What is being asked> Your task is to find every line in the records that holds the string "does" and copy it.

#### Exercise inputs

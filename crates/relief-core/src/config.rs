//! Platform configuration.
//!
//! [`PlatformConfig`] collects every startup setting: where reference tables
//! and model artifacts live, which address the HTTP service binds, and the
//! default response duration used by the resource estimator. It round-trips
//! through JSON and can be overridden from the environment.
//!
//! # Example
//!
//! ```rust
//! use relief_core::config::PlatformConfig;
//!
//! let cfg = PlatformConfig::default();
//! cfg.validate().expect("default config is valid");
//!
//! assert_eq!(cfg.port, 5002);
//! assert_eq!(cfg.default_duration_days, 7);
//! ```

use serde::{Deserialize, Serialize};
use std::path::{Path, PathBuf};
use thiserror::Error;

use crate::PipelineConfig;

/// Environment variable overriding [`PlatformConfig::host`]
pub const ENV_HOST: &str = "ML_HOST";
/// Environment variable overriding [`PlatformConfig::port`]
pub const ENV_PORT: &str = "ML_PORT";
/// Environment variable overriding [`PlatformConfig::data_dir`]
pub const ENV_DATA_DIR: &str = "RELIEF_DATA_DIR";
/// Environment variable overriding [`PlatformConfig::model_dir`]
pub const ENV_MODEL_DIR: &str = "RELIEF_MODEL_DIR";

/// Errors produced while loading or validating configuration.
#[derive(Debug, Error)]
pub enum ConfigError {
    /// A field has an invalid value.
    #[error("Invalid value for `{field}`: {reason}")]
    InvalidValue {
        /// Name of the field.
        field: &'static str,
        /// Human-readable reason.
        reason: String,
    },

    /// A configuration file could not be read or written.
    #[error("Cannot access config file `{path}`: {source}")]
    FileRead {
        /// Path that was being accessed.
        path: PathBuf,
        /// Underlying I/O error.
        #[source]
        source: std::io::Error,
    },

    /// A configuration file contains malformed JSON.
    #[error("Cannot parse config file `{path}`: {source}")]
    ParseError {
        /// Path that was being parsed.
        path: PathBuf,
        /// Underlying JSON parse error.
        #[source]
        source: serde_json::Error,
    },

    /// A path referenced in the config does not exist.
    #[error("Path `{path}` in config does not exist")]
    PathNotFound {
        /// The missing path.
        path: PathBuf,
    },
}

impl ConfigError {
    /// Construct a [`ConfigError::InvalidValue`].
    pub fn invalid_value<S: Into<String>>(field: &'static str, reason: S) -> Self {
        ConfigError::InvalidValue {
            field,
            reason: reason.into(),
        }
    }
}

/// Startup configuration for the relief platform.
#[derive(Debug, Clone, PartialEq, Serialize, Deserialize)]
#[serde(default)]
pub struct PlatformConfig {
    /// Directory with `district_population.csv` and
    /// `disaster_impact_factors.csv`. Built-in tables are used when absent.
    pub data_dir: Option<PathBuf>,

    /// Extra city-to-district CSV merged over the active aliases.
    pub alias_file: Option<PathBuf>,

    /// Directory holding the population model artifacts. Default: **models**.
    pub model_dir: PathBuf,

    /// Bind host for the HTTP service. Default: **localhost**.
    pub host: String,

    /// Bind port for the HTTP service. Default: **5002**.
    pub port: u16,

    /// Response duration used when a request does not name one. Default: **7**.
    pub default_duration_days: u32,

    /// Fail startup when the model artifacts cannot be loaded. Default: **false**.
    ///
    /// When `false` the service starts without a model and prediction
    /// requests fail with `ModelUnavailable`.
    pub require_model: bool,
}

impl Default for PlatformConfig {
    fn default() -> Self {
        Self {
            data_dir: None,
            alias_file: None,
            model_dir: PathBuf::from("models"),
            host: "localhost".to_string(),
            port: 5002,
            default_duration_days: 7,
            require_model: false,
        }
    }
}

impl PlatformConfig {
    /// Load a [`PlatformConfig`] from a JSON file at `path`.
    ///
    /// # Errors
    ///
    /// Returns [`ConfigError::FileRead`] if the file cannot be opened,
    /// [`ConfigError::ParseError`] if the JSON is malformed and
    /// [`ConfigError::InvalidValue`] if a field fails validation.
    pub fn from_json(path: &Path) -> Result<Self, ConfigError> {
        let contents = std::fs::read_to_string(path).map_err(|source| ConfigError::FileRead {
            path: path.to_path_buf(),
            source,
        })?;
        let cfg: PlatformConfig =
            serde_json::from_str(&contents).map_err(|source| ConfigError::ParseError {
                path: path.to_path_buf(),
                source,
            })?;
        cfg.validate()?;
        Ok(cfg)
    }

    /// Write this configuration as pretty-printed JSON, creating parent
    /// directories if necessary.
    pub fn to_json(&self, path: &Path) -> Result<(), ConfigError> {
        if let Some(parent) = path.parent().filter(|p| !p.as_os_str().is_empty()) {
            std::fs::create_dir_all(parent).map_err(|source| ConfigError::FileRead {
                path: parent.to_path_buf(),
                source,
            })?;
        }
        let json = serde_json::to_string_pretty(self)
            .map_err(|e| ConfigError::invalid_value("(serialization)", e.to_string()))?;
        std::fs::write(path, json).map_err(|source| ConfigError::FileRead {
            path: path.to_path_buf(),
            source,
        })?;
        Ok(())
    }

    /// Apply `ML_HOST`, `ML_PORT`, `RELIEF_DATA_DIR` and `RELIEF_MODEL_DIR`
    /// from the process environment.
    pub fn apply_env(self) -> Result<Self, ConfigError> {
        self.apply_env_from(|key| std::env::var(key).ok())
    }

    /// Apply overrides from an arbitrary lookup. Empty values are ignored.
    pub fn apply_env_from<F>(mut self, lookup: F) -> Result<Self, ConfigError>
    where
        F: Fn(&str) -> Option<String>,
    {
        let get = |key: &str| lookup(key).filter(|v| !v.trim().is_empty());

        if let Some(host) = get(ENV_HOST) {
            self.host = host.trim().to_string();
        }
        if let Some(port) = get(ENV_PORT) {
            self.port = port
                .trim()
                .parse()
                .map_err(|_| ConfigError::invalid_value("port", format!("{ENV_PORT}={port} is not a valid port")))?;
        }
        if let Some(dir) = get(ENV_DATA_DIR) {
            self.data_dir = Some(PathBuf::from(dir));
        }
        if let Some(dir) = get(ENV_MODEL_DIR) {
            self.model_dir = PathBuf::from(dir);
        }
        self.validate()?;
        Ok(self)
    }

    /// Validate all fields.
    ///
    /// # Validated invariants
    ///
    /// - `host` is not blank and `port` is non-zero.
    /// - `default_duration_days` is at least 1.
    /// - `data_dir` and `alias_file`, when set, exist on disk.
    pub fn validate(&self) -> Result<(), ConfigError> {
        if self.host.trim().is_empty() {
            return Err(ConfigError::invalid_value("host", "must not be empty"));
        }
        if self.port == 0 {
            return Err(ConfigError::invalid_value("port", "must be > 0"));
        }
        if self.default_duration_days == 0 {
            return Err(ConfigError::invalid_value("default_duration_days", "must be >= 1"));
        }
        for path in [&self.data_dir, &self.alias_file].into_iter().flatten() {
            if !path.exists() {
                return Err(ConfigError::PathNotFound { path: path.clone() });
            }
        }
        Ok(())
    }

    /// `host:port` for binding the HTTP service
    pub fn bind_address(&self) -> String {
        format!("{}:{}", self.host, self.port)
    }

    /// Pipeline settings derived from this configuration
    pub fn pipeline(&self) -> PipelineConfig {
        PipelineConfig::builder()
            .default_duration_days(self.default_duration_days)
            .build()
    }
}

########

Answer to this task>
    /// A path referenced in the config does not exist.
    #[error("Path `{path}` in config does not exist")]
    /// Response duration used when a request does not name one. Default: **7**.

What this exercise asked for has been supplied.